Воздух можно было нарезать на ломтики — таким плотным он казался. Тяжелые запахи царапали ноздри. Воняло потом, грязной шерстью и прогорклым дымом. Теплый смрад общего дыхания на фоне прохладной осени был резким и отталкивающим…
Я стоял на небольшом возвышении у трона, и меня шатало… Сотни лиц вокруг плыли и растягивались в причудливые формы. Гребанный калейдоскоп толпы…
Привычная боль тонкой паутинкой обволакивала всё тело. Усталость делала подсечки, желая уложить меня в постель. Хотелось закрыть глаза и забыться.
«Стоять! — приказывал я сам себе. — Я должен стоять! Нельзя, чтобы они увидели меня слабым. А то многие уже мысленно рыли мне могилу и делили наследство. Эйвинд что-то говорил об этом сегодня… Нужно держаться!»
Собравшись с силами, я резко поднял руку. Всеобщий гомон эхом покатился в тишину. Ладонь была влажной. Я сжал ее в кулак, чувствуя, как дрожь от слабости пытается прорваться наружу. Но, когда я заговорил, моя речь сверкнула властью, в которой не было ни единой трещинки. Во всяком случае, я хотел в это верить.
— Я собрал всех вас по особому случаю! — мои слова картечью шарахнули по ушам внемлющих. — Пока мы зализываем раны, враг не дремлет! К нам, на еще дымящиеся руины нашего дома, уже идет новое войско! Войско Торгнира из Альфборга! Вы все наверняка слышали о нем! Брат, отвергнувший брата! Сын, отвернувшийся от отца!
По залу прокатилась волна встревоженного шепота. Я видел, как молодые воины, те, что не успели хлебнуть славы и ужаса в битве с Харальдом, переглядывались с хищными ухмылками. В их глазах читалась простая, ясная радость: новая добыча, новая слава. Но старые матёрые хёвдинги хмурились. Они-то понимали, чем это всё пахнет…

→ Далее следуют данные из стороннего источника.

#[cfg(test)]
mod tests {
    use super::*;
    use crate::models::DebtCategory;

    fn d(s: &str) -> NaiveDate {
        NaiveDate::parse_from_str(s, "%Y-%m-%d").unwrap()
    }

    fn new_debt(balance_cents: i64, rate: f64, minimum_cents: i64) -> NewDebt {
        NewDebt {
            name: "Visa".to_string(),
            category: DebtCategory::CreditCard,
            original_balance_cents: balance_cents,
            current_balance_cents: None,
            interest_rate: rate,
            minimum_payment_cents: minimum_cents,
            due_day: 15,
        }
    }

    fn log_on(date: &str, is_start_day: bool, is_end_day: bool) -> NewPeriodLog {
        NewPeriodLog {
            date: d(date),
            is_start_day,
            is_end_day,
            flow_intensity: None,
            symptoms: Vec::new(),
            mood: None,
            energy_level: None,
            severity: None,
            notes: None,
        }
    }

    #[tokio::test]
    async fn payment_splits_into_interest_and_principal() {
        let store = MemoryStore::new();
        let user = Uuid::new_v4();
        let debt = store
            .create_debt(user, new_debt(100_000, 0.12, 10_000))
            .await
            .unwrap();

        let (payment, updated) = store
            .record_payment(user, debt.id, 10_000, d("2025-01-15"))
            .await
            .unwrap();
        assert_eq!(payment.interest_paid_cents, 1_000);
        assert_eq!(payment.principal_paid_cents, 9_000);
        assert_eq!(updated.current_balance_cents, 91_000);
        assert_eq!(updated.status, DebtStatus::Active);
        assert_eq!(updated.paid_off_date, None);
    }

    #[tokio::test]
    async fn overpayment_floors_the_balance_and_pays_off() {
        let store = MemoryStore::new();
        let user = Uuid::new_v4();
        let debt = store
            .create_debt(user, new_debt(50_000, 0.12, 5_000))
            .await
            .unwrap();

        let (payment, updated) = store
            .record_payment(user, debt.id, 100_000, d("2025-02-01"))
            .await
            .unwrap();
        // the row keeps the full split even when the balance clamps
        assert_eq!(payment.interest_paid_cents, 500);
        assert_eq!(payment.principal_paid_cents, 99_500);
        assert_eq!(updated.current_balance_cents, 0);
        assert_eq!(updated.status, DebtStatus::PaidOff);
        assert_eq!(updated.paid_off_date, Some(d("2025-02-01")));
        assert_eq!(updated.minimum_payment_cents, 0);

        let err = store
            .record_payment(user, debt.id, 1_000, d("2025-02-02"))
            .await
            .unwrap_err();
        assert!(matches!(err, AppError::Conflict(_)));
    }

    #[tokio::test]
    async fn zero_balance_debt_rejects_payments() {
        let store = MemoryStore::new();
        let user = Uuid::new_v4();
        // created already cleared, so there is nothing left to pay against
        let mut new = new_debt(10_000, 0.12, 1_000);
        new.current_balance_cents = Some(0);
        let debt = store.create_debt(user, new).await.unwrap();
        assert_eq!(debt.status, DebtStatus::Active);

        let err = store
            .record_payment(user, debt.id, 5_000, d("2025-01-15"))
            .await
            .unwrap_err();
        assert!(matches!(err, AppError::Conflict(_)));
        assert!(store.list_payments(user, debt.id).await.unwrap().is_empty());
    }

    #[tokio::test]
    async fn debts_are_scoped_to_their_user() {
        let store = MemoryStore::new();
        let owner = Uuid::new_v4();
        let debt = store
            .create_debt(owner, new_debt(10_000, 0.1, 1_000))
            .await
            .unwrap();

        let err = store.get_debt(Uuid::new_v4(), debt.id).await.unwrap_err();
        assert!(matches!(err, AppError::NotFound(_)));
        assert!(store.list_debts(Uuid::new_v4()).await.unwrap().is_empty());
    }

    #[tokio::test]
    async fn update_cannot_touch_balances() {
        let store = MemoryStore::new();
        let user = Uuid::new_v4();
        let debt = store
            .create_debt(user, new_debt(80_000, 0.15, 4_000))
            .await
            .unwrap();

        let updated = store
            .update_debt(
                user,
                debt.id,
                DebtUpdate {
                    name: Some("Renamed".to_string()),
                    interest_rate: Some(0.09),
                    ..DebtUpdate::default()
                },
            )
            .await
            .unwrap();
        assert_eq!(updated.name, "Renamed");
        assert_eq!(updated.interest_rate, 0.09);
        assert_eq!(updated.current_balance_cents, 80_000);
        assert_eq!(updated.original_balance_cents, 80_000);
    }

    #[tokio::test]
    async fn deleting_a_debt_removes_its_payments() {
        let store = MemoryStore::new();
        let user = Uuid::new_v4();
        let debt = store
            .create_debt(user, new_debt(30_000, 0.1, 3_000))
            .await
            .unwrap();
        store
            .record_payment(user, debt.id, 3_000, d("2025-01-10"))
            .await
            .unwrap();

        store.delete_debt(user, debt.id).await.unwrap();
        let err = store.list_payments(user, debt.id).await.unwrap_err();
        assert!(matches!(err, AppError::NotFound(_)));
    }

    #[tokio::test]
    async fn log_mutations_keep_cycles_and_settings_in_step() {
        let store = MemoryStore::new();
        let user = Uuid::new_v4();

        store
            .upsert_period_log(user, log_on("2025-01-01", true, false))
            .await
            .unwrap();
        let cycles = store.list_cycles(user).await.unwrap();
        assert_eq!(cycles.len(), 1);
        assert_eq!(cycles[0].end_date, None);
        assert_eq!(
            store.get_settings(user).await.unwrap().last_period_date,
            Some(d("2025-01-01"))
        );

        store
            .upsert_period_log(user, log_on("2025-01-05", false, true))
            .await
            .unwrap();
        let cycles = store.list_cycles(user).await.unwrap();
        assert_eq!(cycles[0].end_date, Some(d("2025-01-05")));
        // end days never move the last period date
        assert_eq!(
            store.get_settings(user).await.unwrap().last_period_date,
            Some(d("2025-01-01"))
        );

        store.delete_period_log(user, d("2025-01-05")).await.unwrap();
        let cycles = store.list_cycles(user).await.unwrap();
        assert_eq!(cycles[0].end_date, None);
        assert_eq!(
            store.get_settings(user).await.unwrap().last_period_date,
            Some(d("2025-01-01"))
        );
    }

    #[tokio::test]
    async fn same_day_log_is_replaced_not_duplicated() {
        let store = MemoryStore::new();
        let user = Uuid::new_v4();

        store
            .upsert_period_log(user, log_on("2025-01-01", true, false))
            .await
            .unwrap();
        store
            .upsert_period_log(user, log_on("2025-01-01", false, false))
            .await
            .unwrap();

        let logs = store.list_period_logs(user).await.unwrap();
        assert_eq!(logs.len(), 1);
        assert!(!logs[0].is_start_day);
        assert!(store.list_cycles(user).await.unwrap().is_empty());
    }

    #[tokio::test]
    async fn missing_log_delete_is_not_found() {
        let store = MemoryStore::new();
        let err = store
            .delete_period_log(Uuid::new_v4(), d("2025-01-01"))
            .await
            .unwrap_err();
        assert!(matches!(err, AppError::NotFound(_)));
    }
}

— Он идет по суше! — продолжил я, ловя их настороженные взгляды. — Длинной змеей по лесным тропам. И знаете почему? Потому что он испугался! Испугался вести о том, что мы выстояли против самого Харальда Прекрасноволосого! Весть о нашем подвиге разлетелась по всему острову! Мы потопили невероятный флот! И это теперь нескоро забудут!
Кто-то гикнул, по залу покатился рокот мужских выкриков. На сей раз в них слышалась гордость. Им нравилось, что могущественный ярл Альфборга, обладающий одной из сильнейших дружин на побережье, их боится. Это льстило их самолюбию.
— Но мы не встретим его в поле! — обрушил я на них следующую фразу.
Радостные и горделивые возгласы вмиг схлынули, уступив место недоверчивой тишине. Она усилила другие звуки… За стеной прокаркал ворон, я услышал, как трещит смола в зажженных факелах. Сотни глаз уставились на меня в полном недоумении.
— Мы не готовы к открытому бою, — сказал я прямо, глядя в самые скептические лица. — Половина наших воинов еще не сняли повязок и ходят, опираясь на копья. Наши стены хоть и уцелели, но этого все равно недостаточно. Мы не знаем о численности противника. У нас слишком мало сведений…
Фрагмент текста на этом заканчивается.